I love to draw. And I find that drawing helps me figure things out. For me, drawing represents one of the most direct forms of thought. So drawing the large forms of the landscape helps me rehearse an image prior to painting. I don’t always draw the scene first, but I often do and I always enjoy doing so.
For the garden picture I made three preparatory drawings, one which I’ve already posted. Each of the drawings are like line readings and with each I feel that I know the motif better — just as an actor learns the character’s lines.
It’s with the spare drawing above, though, that I felt I most understood the image. I wanted to be able to render it down to its essentials. And that makes me feel really prepared to cut loose when I start painting.
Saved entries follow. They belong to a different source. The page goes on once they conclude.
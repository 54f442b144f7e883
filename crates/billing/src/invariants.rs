//! Consistency checks over orders, coupons and subscriptions
//!
//! Each invariant is one read-only SQL query. The worker runs them daily;
//! any violation points at a bug in the commit path or a sweep that is
//! falling behind.

use std::collections::HashSet;

use serde::{Deserialize, Serialize};
use sqlx::PgPool;
use time::OffsetDateTime;
use uuid::Uuid;

use crate::error::BillingResult;

/// Result of running a single invariant check
#[derive(Debug, Clone, Serialize, Deserialize)]
pub struct InvariantViolation {
    /// Which invariant was violated
    pub invariant: String,
    /// Tenant(s) affected
    pub tenant_ids: Vec<Uuid>,
    pub description: String,
    /// Row details for debugging
    pub context: serde_json::Value,
    pub severity: ViolationSeverity,
}

#[derive(Debug, Clone, Copy, PartialEq, Eq, Serialize, Deserialize)]
pub enum ViolationSeverity {
    /// Money or redemptions are wrong
    Critical,
    /// Data inconsistency that needs attention
    High,
    /// Usually lag, should be investigated if it persists
    Medium,
    Low,
}

impl std::fmt::Display for ViolationSeverity {
    fn fmt(&self, f: &mut std::fmt::Formatter<'_>) -> std::fmt::Result {
        match self {
            ViolationSeverity::Critical => write!(f, "CRITICAL"),
            ViolationSeverity::High => write!(f, "HIGH"),
            ViolationSeverity::Medium => write!(f, "MEDIUM"),
            ViolationSeverity::Low => write!(f, "LOW"),
        }
    }
}

/// Summary of all invariant checks
#[derive(Debug, Clone, Serialize, Deserialize)]
pub struct InvariantCheckSummary {
    #[serde(with = "time::serde::rfc3339")]
    pub checked_at: OffsetDateTime,
    pub checks_run: usize,
    pub checks_passed: usize,
    pub checks_failed: usize,
    pub violations: Vec<InvariantViolation>,
    pub healthy: bool,
}

impl InvariantCheckSummary {
    fn from_violations(
        checked_at: OffsetDateTime,
        checks_run: usize,
        violations: Vec<InvariantViolation>,
    ) -> Self {
        let checks_failed = violations
            .iter()
            .map(|v| &v.invariant)
            .collect::<HashSet<_>>()
            .len();

        Self {
            checked_at,
            checks_run,
            checks_passed: checks_run.saturating_sub(checks_failed),
            checks_failed,
            healthy: violations.is_empty(),
            violations,
        }
    }
}

const CHECKS: [&str; 6] = [
    "coupon_usage_within_cap",
    "order_subtotal_matches_items",
    "discount_within_subtotal",
    "orders_have_items",
    "trial_past_end_still_trialing",
    "past_due_has_grace_end",
];

#[derive(Debug, sqlx::FromRow)]
struct CouponOverCapRow {
    tenant_id: Uuid,
    coupon_id: Uuid,
    code: String,
    uses_count: i32,
    max_uses: i32,
    redeemed_orders: i64,
}

#[derive(Debug, sqlx::FromRow)]
struct SubtotalMismatchRow {
    tenant_id: Uuid,
    order_id: Uuid,
    code: String,
    subtotal_cents: i64,
    items_total_cents: i64,
}

#[derive(Debug, sqlx::FromRow)]
struct DiscountOverSubtotalRow {
    tenant_id: Uuid,
    order_id: Uuid,
    code: String,
    subtotal_cents: i64,
    discount_cents: i64,
}

#[derive(Debug, sqlx::FromRow)]
struct OrderWithoutItemsRow {
    tenant_id: Uuid,
    order_id: Uuid,
    code: String,
}

#[derive(Debug, sqlx::FromRow)]
struct SubscriptionLagRow {
    tenant_id: Uuid,
    status: String,
    at: Option<OffsetDateTime>,
}

/// Runs the invariant queries against Postgres
#[derive(Clone)]
pub struct InvariantChecker {
    pool: PgPool,
}

impl InvariantChecker {
    pub fn new(pool: PgPool) -> Self {
        Self { pool }
    }

    pub async fn run_all_checks(&self) -> BillingResult<InvariantCheckSummary> {
        let now = OffsetDateTime::now_utc();
        let mut violations = Vec::new();

        for name in CHECKS {
            violations.extend(self.run_check(name).await?);
        }

        Ok(InvariantCheckSummary::from_violations(
            now,
            CHECKS.len(),
            violations,
        ))
    }

    /// Run a single invariant check by name; unknown names yield nothing
    pub async fn run_check(&self, name: &str) -> BillingResult<Vec<InvariantViolation>> {
        match name {
            "coupon_usage_within_cap" => self.check_coupon_usage_within_cap().await,
            "order_subtotal_matches_items" => self.check_order_subtotal_matches_items().await,
            "discount_within_subtotal" => self.check_discount_within_subtotal().await,
            "orders_have_items" => self.check_orders_have_items().await,
            "trial_past_end_still_trialing" => self.check_trial_past_end().await,
            "past_due_has_grace_end" => self.check_past_due_has_grace_end().await,
            _ => Ok(vec![]),
        }
    }

    pub fn available_checks() -> Vec<&'static str> {
        CHECKS.to_vec()
    }

    /// A capped coupon is never redeemed past its cap
    async fn check_coupon_usage_within_cap(&self) -> BillingResult<Vec<InvariantViolation>> {
        let rows: Vec<CouponOverCapRow> = sqlx::query_as(
            r#"
            SELECT s.tenant_id, c.id AS coupon_id, c.code, c.uses_count, c.max_uses,
                   COUNT(o.id) AS redeemed_orders
            FROM coupons c
            JOIN stores s ON s.id = c.store_id
            LEFT JOIN orders o ON o.coupon_id = c.id
            WHERE c.max_uses IS NOT NULL
            GROUP BY s.tenant_id, c.id, c.code, c.uses_count, c.max_uses
            HAVING c.uses_count > c.max_uses OR COUNT(o.id) > c.max_uses
            "#,
        )
        .fetch_all(&self.pool)
        .await?;

        Ok(rows
            .into_iter()
            .map(|row| InvariantViolation {
                invariant: "coupon_usage_within_cap".to_string(),
                tenant_ids: vec![row.tenant_id],
                description: format!(
                    "Coupon {} redeemed {} times ({} orders) with a cap of {}",
                    row.code, row.uses_count, row.redeemed_orders, row.max_uses
                ),
                context: serde_json::json!({
                    "coupon_id": row.coupon_id,
                    "uses_count": row.uses_count,
                    "max_uses": row.max_uses,
                    "redeemed_orders": row.redeemed_orders,
                }),
                severity: ViolationSeverity::Critical,
            })
            .collect())
    }

    /// An order's subtotal equals the sum of its line totals
    async fn check_order_subtotal_matches_items(&self) -> BillingResult<Vec<InvariantViolation>> {
        let rows: Vec<SubtotalMismatchRow> = sqlx::query_as(
            r#"
            SELECT o.tenant_id, o.id AS order_id, o.code, o.subtotal_cents,
                   SUM(i.line_total_cents)::BIGINT AS items_total_cents
            FROM orders o
            JOIN order_items i ON i.order_id = o.id
            GROUP BY o.tenant_id, o.id, o.code, o.subtotal_cents
            HAVING SUM(i.line_total_cents) <> o.subtotal_cents
            "#,
        )
        .fetch_all(&self.pool)
        .await?;

        Ok(rows
            .into_iter()
            .map(|row| InvariantViolation {
                invariant: "order_subtotal_matches_items".to_string(),
                tenant_ids: vec![row.tenant_id],
                description: format!(
                    "Order {} has subtotal {} but its items add up to {}",
                    row.code, row.subtotal_cents, row.items_total_cents
                ),
                context: serde_json::json!({
                    "order_id": row.order_id,
                    "subtotal_cents": row.subtotal_cents,
                    "items_total_cents": row.items_total_cents,
                }),
                severity: ViolationSeverity::Critical,
            })
            .collect())
    }

    async fn check_discount_within_subtotal(&self) -> BillingResult<Vec<InvariantViolation>> {
        let rows: Vec<DiscountOverSubtotalRow> = sqlx::query_as(
            r#"
            SELECT tenant_id, id AS order_id, code, subtotal_cents, discount_cents
            FROM orders
            WHERE discount_cents < 0 OR discount_cents > subtotal_cents
            "#,
        )
        .fetch_all(&self.pool)
        .await?;

        Ok(rows
            .into_iter()
            .map(|row| InvariantViolation {
                invariant: "discount_within_subtotal".to_string(),
                tenant_ids: vec![row.tenant_id],
                description: format!(
                    "Order {} has discount {} against subtotal {}",
                    row.code, row.discount_cents, row.subtotal_cents
                ),
                context: serde_json::json!({
                    "order_id": row.order_id,
                    "subtotal_cents": row.subtotal_cents,
                    "discount_cents": row.discount_cents,
                }),
                severity: ViolationSeverity::High,
            })
            .collect())
    }

    async fn check_orders_have_items(&self) -> BillingResult<Vec<InvariantViolation>> {
        let rows: Vec<OrderWithoutItemsRow> = sqlx::query_as(
            r#"
            SELECT o.tenant_id, o.id AS order_id, o.code
            FROM orders o
            WHERE NOT EXISTS (SELECT 1 FROM order_items i WHERE i.order_id = o.id)
            "#,
        )
        .fetch_all(&self.pool)
        .await?;

        Ok(rows
            .into_iter()
            .map(|row| InvariantViolation {
                invariant: "orders_have_items".to_string(),
                tenant_ids: vec![row.tenant_id],
                description: format!("Order {} was committed without items", row.code),
                context: serde_json::json!({ "order_id": row.order_id }),
                severity: ViolationSeverity::High,
            })
            .collect())
    }

    /// Trials more than a day past their end should have been swept.
    /// Access is already blocked by the evaluator, so this only flags lag.
    async fn check_trial_past_end(&self) -> BillingResult<Vec<InvariantViolation>> {
        let rows: Vec<SubscriptionLagRow> = sqlx::query_as(
            r#"
            SELECT tenant_id, status, trial_ends_at AS at
            FROM subscriptions
            WHERE status = 'trialing'
              AND trial_ends_at < NOW() - INTERVAL '1 day'
            "#,
        )
        .fetch_all(&self.pool)
        .await?;

        Ok(rows
            .into_iter()
            .map(|row| InvariantViolation {
                invariant: "trial_past_end_still_trialing".to_string(),
                tenant_ids: vec![row.tenant_id],
                description: format!(
                    "Subscription is still {} although the trial ended at {:?}",
                    row.status, row.at
                ),
                context: serde_json::json!({ "trial_ends_at": row.at }),
                severity: ViolationSeverity::Medium,
            })
            .collect())
    }

    async fn check_past_due_has_grace_end(&self) -> BillingResult<Vec<InvariantViolation>> {
        let rows: Vec<SubscriptionLagRow> = sqlx::query_as(
            r#"
            SELECT tenant_id, status, updated_at AS at
            FROM subscriptions
            WHERE status = 'past_due' AND grace_period_ends_at IS NULL
            "#,
        )
        .fetch_all(&self.pool)
        .await?;

        Ok(rows
            .into_iter()
            .map(|row| InvariantViolation {
                invariant: "past_due_has_grace_end".to_string(),
                tenant_ids: vec![row.tenant_id],
                description: format!(
                    "Subscription is {} with no grace period end, access is blocked",
                    row.status
                ),
                context: serde_json::json!({ "updated_at": row.at }),
                severity: ViolationSeverity::High,
            })
            .collect())
    }
}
I sometimes make drawings after the painting is underway because in episodes of being away from the painting sometimes I feel that I lose the thread a little and drawing helps me get back into the world of the picture. I pick up the thread again.
Even the spare lines take me back into the world of the picture again too — not only into the painting, but in this case back into the garden.
The painting and a link back to the first preparatory drawing is located here:
It’s another blue ball point pen drawing which I’ve made to help me figure out the big shapes of a new landscape painting that’s in the works. I love drawing this way. It totally suits me. It’s wonderful when you have a form that fits your thoughts and emotions to a tee. With the pen, I figure out how to think about the scene. With a pen I can walk around in my own imagination.
I’ve done a certain still life motif many times and ought to know it by heart, and yet I find upon trying to draw it from memory that it becomes vague. I keep wondering how I can train my visual memory, and the only way I can figure to do it is by simple exercise. I make the drawings and see how much I can either remember or invent.
I suppose that’s the key: when memory fails, begin inventing things that might be there. Then if you cannot remember everything at least you have begun building another skill — imagination.
People who routinely draw from imagination may wonder why anyone would find it difficult. But nearly all the drawing I’ve ever done has been done in front of something. I am so habituated to looking at whatever I draw that it is difficult to pull things out of the empty air — or “from the space between my ears” — but the more I do it, the more natural the task becomes.
A painting that portrays koi fish swimming in a pond has lots of possible meanings — particularly for whoever believes (as I do) that the actual fish mean something. But when an artist like me is working on such a theme, and there are many different versions of these fish, what do the differences between one version and another offer in the way of meaning?
Monet had the hay stacks, the water lilies; he studied the changing light from a single vantage point. I study the changing patterns of the fish as they swim. When I deliberately move a fish from here to there because the change seems like it would make the image hold together better, then I am making the fish swim in new patterns. Rather than watching the fish swim, I am moving the fish myself.
Different versions, different patterns portray slices of time. A camera stops the light and a transient moment of a koi dance appears, not otherwise visible to the eye. When I move drawn fish around, tweaking the frozen captured dance to suit my purpose, that’s fiction. But it means something to me. No longer the visual architecture of fish swimming in their watery herd, it’s a floor plan of my mind’s desire.
It’s koi math, koi logic. Or that’s what I tell myself anyway.
What I learned from Henri Matisse: “Look at Nature. Make stuff up.”
It’s not easy drawing from life. Clouds float away. The light changes. Stuff happens. If you attempt to depict everything “exactly” the way you find it you’ll go bonkers. So you look at Nature and make stuff up.
That’s what I did in this one, though I cheated a little, was looking out a window.